Over the last century, women have emerged as leaders in modern art and design. Initially, the contributions of women such as Lee Krasner, Ray Eames, Charlotte Perriand, Aino Aalto, and Noémi Pernessin Raymond were often overshadowed by their male partners or peers. Over the last 50 years, women have not only increasingly and individually contributed but are now leading the direction art and design should take. Since the feminist critiques of the 1990s, there has been a reassessment of Modern art and design history, and the contemporary discourse has widened beyond aesthetics and techniques to engage social, ethical, environmental, health, and gender and cultural identity justice issues. This symposium will offer a historical and contemporary perspective on women’s unique contributions to theoretical and artistic discourse.
Featured artists, designers, craftswomen, architects, and academics include Mira Nakashima, Miriam Carpenter, Farzana Gandhi, Victoria Vuono, Shilpa Mehta, Gülistan Kenanoğlu, and Frankie Alchanati.
Schedule
Day 1 : Women’s Work Symposium
9:00 am- 5pm
Light breakfast, lunch, and a reception
Presenters and Panelists
7:00 pm-9:00pm
Buffet Style Dinner after Symposium (Additional Registration Required)

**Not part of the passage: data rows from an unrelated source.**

//! Adapter for the external `gotests` generator.

use std::path::{Path, PathBuf};
use std::process::Command;

use regex::Regex;

use crate::domain::errors::ToolError;
use crate::infra::config::Config;

/// A generated test file, not yet written.
#[derive(Debug, Clone, PartialEq, Eq)]
pub struct GeneratedTest {
    pub path: PathBuf,
    pub content: Vec<u8>,
}

/// Produces table-driven test stubs for the functions of a Go file.
pub trait TestGenerator: Send + Sync {
    /// Generate tests for the functions of `file` whose names match `only`.
    fn generate(&self, file: &Path, only: &Regex) -> Result<Vec<GeneratedTest>, ToolError>;
}

/// Runs the `gotests` executable and captures what it prints.
#[derive(Debug, Clone)]
pub struct GotestsBinary {
    program: String,
}

impl GotestsBinary {
    pub fn new(program: impl Into<String>) -> Self {
        Self {
            program: program.into(),
        }
    }

    pub fn from_config(config: &Config) -> Self {
        Self::new(config.gotests.program.clone())
    }
}

impl TestGenerator for GotestsBinary {
    fn generate(&self, file: &Path, only: &Regex) -> Result<Vec<GeneratedTest>, ToolError> {
        let output = Command::new(&self.program)
            .arg("-only")
            .arg(only.as_str())
            .arg(file)
            .output()
            .map_err(|err| ToolError::io(&self.program, err))?;

        if !output.status.success() {
            let stderr = String::from_utf8_lossy(&output.stderr);
            return Err(ToolError::Generator(format!(
                "{} exited with {}: {}",
                self.program,
                output.status,
                stderr.trim()
            )));
        }

        if output.stdout.iter().all(u8::is_ascii_whitespace) {
            tracing::debug!(file = %file.display(), "gotests produced no tests");
            return Ok(Vec::new());
        }

        Ok(vec![GeneratedTest {
            path: test_path(file),
            content: output.stdout,
        }])
    }
}

/// `dir/foo.go` becomes `dir/foo_test.go`.
pub fn test_path(file: &Path) -> PathBuf {
    let name = file
        .file_name()
        .map(|name| name.to_string_lossy().into_owned())
        .unwrap_or_default();
    let stem = name.strip_suffix(".go").unwrap_or(&name);
    let stem = stem.strip_suffix("_test").unwrap_or(stem);
    file.with_file_name(format!("{stem}_test.go"))
}
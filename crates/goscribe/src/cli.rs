//! Command-line transport: one command per process, JSON on stdout.

use std::io::{self, Write};
use std::path::PathBuf;

use anyhow::{Context as _, Result};
use clap::Parser;

use crate::app::commands::{Context, Registry};
use crate::infra::config::Config;

#[derive(Debug, Parser)]
#[command(
    name = "goscribe",
    author,
    version,
    about = "Position-exact Go source edits for editor plugins",
    long_about = None
)]
pub struct Cli {
    /// Extra configuration file layered over the user config.
    #[arg(long, value_name = "FILE")]
    pub config: Option<PathBuf>,

    /// Command to run: add_comments, add_import, imports, gotest, version.
    pub command: String,

    /// JSON payload for the command.
    pub data: Option<String>,
}

/// Parse process arguments and run the requested command.
pub fn run() -> Result<()> {
    let cli = Cli::parse();
    let config = Config::load(cli.config.as_deref())?;
    let registry = Registry::with_defaults();
    let ctx = Context::new(config);

    let data = cli.data.unwrap_or_default();
    let out = registry.run(&ctx, &cli.command, data.as_bytes())?;

    let mut stdout = io::stdout().lock();
    serde_json::to_writer(&mut stdout, &out).context("failed to encode result")?;
    writeln!(stdout)?;
    Ok(())
}
//! Doc comment stubs for exported declarations.

use std::path::Path;

use crate::domain::errors::ToolError;
use crate::domain::model::{
    Declaration, Doc, InsertionDirective, SourceFile, char_offset, is_exported,
};
use crate::infra::parser::{self, ParseMode};

/// Unit of the positions reported to the editor.
#[derive(Debug, Clone, Copy, Default, PartialEq, Eq)]
pub enum OffsetMode {
    #[default]
    Bytes,
    /// Decoded characters, for editors that address text by code point.
    Chars,
}

impl OffsetMode {
    pub fn from_rune_count(is_rune_count: bool) -> Self {
        if is_rune_count { Self::Chars } else { Self::Bytes }
    }
}

/// Compute `// Name ...` stubs for every exported, undocumented top-level
/// declaration of the file at `path`.
///
/// Directives come back in descending position order so they can be applied
/// one after another without shifting each other.
pub fn add_comments(
    path: &Path,
    offsets: OffsetMode,
) -> Result<Vec<InsertionDirective>, ToolError> {
    let file = parser::parse_file(path, ParseMode::Full)?;
    let directives = doc_stubs(&file, offsets);
    tracing::debug!(
        file = %path.display(),
        directives = directives.len(),
        "computed doc stubs"
    );
    Ok(directives)
}

/// Directives for an already parsed file.
pub fn doc_stubs(file: &SourceFile, offsets: OffsetMode) -> Vec<InsertionDirective> {
    let mut out = Vec::new();

    for decl in &file.decls {
        match decl {
            Declaration::Function {
                name,
                doc,
                position,
            } => push_stub(&mut out, name, doc, *position),
            Declaration::Types(group) => match group.members.as_slice() {
                [] => {}
                // a lone member is documented through its declaration
                [only] => {
                    if group.doc.is_none() {
                        push_stub(&mut out, &only.name, &only.doc, group.position);
                    }
                }
                members => {
                    for member in members {
                        push_stub(&mut out, &member.name, &member.doc, member.position);
                    }
                }
            },
            Declaration::Values(group) => match group.members.as_slice() {
                [] => {}
                [only] => {
                    if group.doc.is_none()
                        && let [name] = only.names.as_slice()
                    {
                        push_stub(&mut out, name, &only.doc, group.position);
                    }
                }
                members => {
                    for member in members {
                        if let [name] = member.names.as_slice() {
                            push_stub(&mut out, name, &member.doc, member.position);
                        }
                    }
                }
            },
            Declaration::Imports(_) => {}
        }
    }

    out.sort_by(|a, b| b.pos.cmp(&a.pos));

    if offsets == OffsetMode::Chars {
        for directive in &mut out {
            directive.pos = char_offset(&file.content, directive.pos);
        }
    }
    out
}

fn push_stub(out: &mut Vec<InsertionDirective>, name: &str, doc: &Doc, position: usize) {
    if !is_exported(name) || doc.is_some() {
        return;
    }
    out.push(InsertionDirective {
        pos: position,
        text: format!("// {name} ...\n"),
    });
}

Day 2 : Historic Tours of the Raymond Farm Center and Nakashima Woodworkers
10:00 am- 3:30pm
Lunch at the Raymond Farm Center included.
Explore the life and legacies of Antonin and Noémi Raymond and George Nakashima on a joint tour of the Raymond Farm Center for Living Arts and Design and the Nakashima Woodworkers.
2 0 2 5 S P E A K E R S
JOHN DeFAZIO, AIA
Women’s Work, an Introduction to the Symposium
John DeFazio is the executive director, and Charlotte Raymond is the co-director of the Raymond Farm Center. He is an architect, teacher, lecturer, and writer. Born in Brooklyn, John lives and practices architecture and planning in New York City. He is a New York Institute of Technology graduate where he teaches architectural Thesis studio. Professor DeFazio also teaches thesis in the study-abroad program (Japan, Netherlands, Barcelona) and architectural theories at Westphal College, Architecture, Interiors, and Urban Design, Drexel University, Philadelphia. He is a writer on art, architecture, and planning and has contributed to Art in America and Residential Design Magazine.
MIRA NAKASHIMA
George Nakashima and the Nakashima Woodworkers
Mira Nakashima-Yarnell is an architect and furniture maker. Mira Nakashima is the daughter of Japanese-American woodworker and architect George Nakashima, and since 2004 has been President and Creative Director of George Nakashima Woodworkers, who produce one-of-a-kind, hand-crafted, made-to-order furniture at their workshop in New Hope, Pennsylvania. Mira was born in 1942 in Seattle, Washington, graduated cum laude from Harvard University with an undergraduate degree in Architectural Sciences and General Studies, and earned her master’s degree in Architecture from Waseda University in Tokyo.